The electoral code does state that the majority of participating community members is the final authority for all matters pertaining to the people and their territory. But who has the right to call the meeting where these decisions could be made?
It’s probably not one of the candidates via Facebook with less than 24 hours’ notice, where a decision was taken to solicit a new electoral officer and hold a new election immediately.
Only the courts can solve things now because as long as uncertainty exists, no one is going to be able to successfully hold a legally binding election that people will view as legitimate.
Even if you take the incumbent chiefs’ word that they don’t want to be in this position but are doing it out of duty, they need reasoning that doesn’t require debate.
It doesn’t help that Serge Otsi Simon told the community on Saturday that he was no longer a chief, but this week is winding that back and saying he has no choice but to fill the void created by the cancellation.
The electoral code, which so many have called “Swiss cheese,” says chiefs can extend their mandate by six months on an emergency basis by holding a special public meeting.
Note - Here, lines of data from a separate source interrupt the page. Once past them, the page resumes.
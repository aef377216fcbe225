// This file is part of shoal, an interactive POSIX-style shell.
// Copyright (C) 2026 the shoal developers
//
// This program is free software: you can redistribute it and/or modify
// it under the terms of the GNU General Public License as published by
// the Free Software Foundation, either version 3 of the License, or
// (at your option) any later version.
//
// This program is distributed in the hope that it will be useful,
// but WITHOUT ANY WARRANTY; without even the implied warranty of
// MERCHANTABILITY or FITNESS FOR A PARTICULAR PURPOSE.  See the
// GNU General Public License for more details.
//
// You should have received a copy of the GNU General Public License
// along with this program.  If not, see <https://www.gnu.org/licenses/>.

//! Part of the lexer that parses dollar units
//!
//! A dollar unit is an expansion introduced by `$`: a raw or braced
//! parameter expansion, a command substitution, or an arithmetic expansion.

use super::core::Lexer;
use crate::parser::core::Result;
use crate::syntax::TextUnit;

impl Lexer {
    /// Parses the expansion starting with `$` at the current position.
    ///
    /// Returns `Ok(None)` when the `$` does not start any expansion, in
    /// which case the position is left on the `$` so the caller can treat it
    /// as a literal character.
    pub fn dollar_unit(&mut self) -> Result<Option<TextUnit>> {
        let begin = self.index();
        debug_assert_eq!(self.peek_char(), Some('$'));
        self.consume_char();

        match self.peek_char() {
            Some('{') => self.braced_param(begin).map(Some),
            Some('(') => {
                if let Some(arith) = self.arithmetic_expansion(begin)? {
                    return Ok(Some(arith));
                }
                self.command_substitution(begin).map(Some)
            }
            _ => match self.raw_param(begin)? {
                Some(unit) => Ok(Some(unit)),
                None => {
                    self.rewind(begin);
                    Ok(None)
                }
            },
        }
    }
}

#[cfg(test)]
mod tests {
    use super::*;
    use crate::source::Source;
    use crate::syntax::TextUnit::*;

    fn dollar(code: &str) -> Option<TextUnit> {
        let mut lexer = Lexer::from_memory(code, Source::Unknown);
        lexer.dollar_unit().unwrap()
    }

    #[test]
    fn raw_parameter() {
        assert!(matches!(
            dollar("$foo"),
            Some(RawParam { param, .. }) if param.id == "foo"
        ));
    }

    #[test]
    fn braced_parameter() {
        assert!(matches!(
            dollar("${foo}"),
            Some(BracedParam(param)) if param.param.id == "foo"
        ));
    }

    #[test]
    fn command_substitution() {
        assert!(matches!(
            dollar("$(echo hi)"),
            Some(CommandSubst { content, .. }) if &*content == "echo hi"
        ));
    }

    #[test]
    fn arithmetic_expansion() {
        assert!(matches!(dollar("$((1+2))"), Some(Arith { .. })));
    }

    #[test]
    fn subshell_in_command_substitution() {
        assert!(matches!(
            dollar("$((echo a); (echo b))"),
            Some(CommandSubst { content, .. }) if &*content == "(echo a); (echo b)"
        ));
    }

    #[test]
    fn plain_dollar() {
        assert_eq!(dollar("$"), None);
        assert_eq!(dollar("$+"), None);
    }
}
This presumes there are chiefs to call the meeting, but assuming the community didn’t mean to write up a Catch-22, a public meeting seems necessary. But we all know how those go, and besides, there is so much anger that there is all but guaranteed not to be consensus on a mandate extension.
Council staff have said they are awaiting direction from ISC, having deactivated the incumbent chiefs’ email accounts and opted to put their heads down and keep the machine running, but ISC is cravenly staying out of it, saying Kanesatake will let them know who’s in charge. Knowing what could happen, that’s just cowardly.
And it’s another example of allowing the people to fight the people, and deal with the ones left standing.
Whose word from Kanesatake will they accept? They can’t answer simple questions that are frankly necessary to be able to answer.
This leaves confusion about who is empowered to call an election. The electoral code makes it Council’s responsibility to call an election. Yet some of the voices calling for the community to get their own electoral officer are some of the people who were so quick to demand that only what is explicitly outlined in the code should be followed.
Sign up for email updates from The Eastern Door
This doesn’t sound like a recipe for an election the people or the courts will accept.
And if band council leadership isn’t decided by an election, how will it be decided, and by whom? Whose word will the government accept?
Surely there will be a court ruling or sober guidance of some kind, but it’s chaos until then.
Without the people’s faith that there is a de facto Council, Kanesatake is left with a power vacuum, and vacuums get filled quickly. The Quebec minister of Indigenous affairs told The Eastern Door a long time ago now that political turmoil on Council was cause for concern because of opportunities for organized crime.
Well, Quebec is staying out of it, period.
It’s a pivotal time in Kanesatake’s history. When the next election is finally held, we urge the community to ask themselves who is vying for a spot on Council to advance their own interests, and who is there to serve the community.
We urge community members to consider running themselves, lest those with ulterior motives win by acclamation.
Finally, this episode is yet another reminder that the system itself is rotten. Band council is inescapably colonial. Tons of Kanehsata’kehró:non boycott elections for this reason, and that’s more than understandable.
Whatever happens next is only a temporary solution. The bigger question is, what kind of community do Kanehsata’kehró:non want and what is needed to get there?